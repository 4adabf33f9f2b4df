//! # Search Page
//!
//! State holder of the presentation layer: one catalog, one filter state
//! (through the [`FacetManager`]) and one detail overlay. The filtered view
//! is derived on demand and never cached, so it cannot go stale.

use crate::detail::DetailController;
use crate::facets::FacetManager;
use crate::filter::apply_filters;
use crate::{Catalog, Record, RecordId, SpaceBioError};

/// "Found N results" line above the result list.
///
/// The query is echoed as typed whenever it is non-empty.
#[must_use]
pub fn results_summary(count: usize, query: &str) -> String {
    if query.is_empty() {
        format!("Found {count} results")
    } else {
        format!("Found {count} results for \"{query}\"")
    }
}

/// The search view: catalog, filters and detail overlay.
#[derive(Debug, Clone)]
pub struct SearchPage<'a> {
    catalog: &'a Catalog,
    facets: FacetManager,
    detail: DetailController,
}

impl<'a> SearchPage<'a> {
    /// Enter the view with a fresh, empty filter state.
    #[must_use]
    pub fn new(catalog: &'a Catalog) -> Self {
        Self {
            catalog,
            facets: FacetManager::new(),
            detail: DetailController::new(),
        }
    }

    #[must_use]
    pub fn catalog(&self) -> &'a Catalog {
        self.catalog
    }

    #[must_use]
    pub fn facets(&self) -> &FacetManager {
        &self.facets
    }

    pub fn facets_mut(&mut self) -> &mut FacetManager {
        &mut self.facets
    }

    #[must_use]
    pub fn detail(&self) -> &DetailController {
        &self.detail
    }

    pub fn detail_mut(&mut self) -> &mut DetailController {
        &mut self.detail
    }

    /// The filtered view for the current state.
    #[must_use]
    pub fn results(&self) -> Vec<&'a Record> {
        apply_filters(self.catalog.records(), self.facets.state())
    }

    #[must_use]
    pub fn summary(&self) -> String {
        results_summary(self.results().len(), &self.facets.state().query_text)
    }

    /// Open the detail overlay on the record with `id`.
    pub fn select(&mut self, id: RecordId) -> Result<&'a Record, SpaceBioError> {
        let catalog = self.catalog;
        let record = catalog.require(id)?;
        self.detail.open(record.clone());
        Ok(record)
    }
}

#[cfg(test)]
mod tests {
    use super::*;
    use crate::detail::{ClickTarget, DetailTab};
    use crate::{Category, Mission};

    #[test]
    fn summary_echoes_query() {
        assert_eq!(results_summary(3, ""), "Found 3 results");
        assert_eq!(results_summary(0, "bone"), "Found 0 results for \"bone\"");
    }

    #[test]
    fn results_follow_facet_mutations() {
        let catalog = Catalog::builtin();
        let mut page = SearchPage::new(&catalog);
        assert_eq!(page.results().len(), 3);

        page.facets_mut().toggle_mission(Mission::Mars);
        assert_eq!(page.results().len(), 2);
        assert_eq!(page.summary(), "Found 2 results");

        page.facets_mut().toggle_category(Category::OsdrData);
        let ids: Vec<_> = page.results().iter().map(|r| r.id).collect();
        assert_eq!(ids, vec![RecordId(2)]);

        page.facets_mut().clear_all();
        assert_eq!(page.results().len(), 3);
    }

    #[test]
    fn select_opens_detail_on_summary() {
        let catalog = Catalog::builtin();
        let mut page = SearchPage::new(&catalog);

        let title = page.select(RecordId(3)).expect("known id").title.clone();
        assert!(title.starts_with("Bone Density"));
        assert_eq!(page.detail().active_tab(), Some(DetailTab::Summary));

        page.detail_mut().switch_tab(DetailTab::Data);
        page.detail_mut().backdrop_click(ClickTarget::Backdrop);
        page.select(RecordId(1)).expect("known id");
        assert_eq!(page.detail().active_tab(), Some(DetailTab::Summary));
    }

    #[test]
    fn select_unknown_id_leaves_overlay_closed() {
        let catalog = Catalog::builtin();
        let mut page = SearchPage::new(&catalog);
        assert!(matches!(
            page.select(RecordId(42)),
            Err(SpaceBioError::RecordNotFound(RecordId(42)))
        ));
        assert!(!page.detail().is_open());
    }
}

•••

The problem
From the listing above, return the lines starting at the one with "pub fn facets(&self)" and ending at the one with "pub fn summary(&self)", both kept, exactly as they appear and nothing more.

Result
    pub fn facets(&self) -> &FacetManager {
        &self.facets
    }

    pub fn facets_mut(&mut self) -> &mut FacetManager {
        &mut self.facets
    }

    #[must_use]
    pub fn detail(&self) -> &DetailController {
        &self.detail
    }

    pub fn detail_mut(&mut self) -> &mut DetailController {
        &mut self.detail
    }

    /// The filtered view for the current state.
    #[must_use]
    pub fn results(&self) -> Vec<&'a Record> {
        apply_filters(self.catalog.records(), self.facets.state())
    }

    #[must_use]
    pub fn summary(&self) -> String {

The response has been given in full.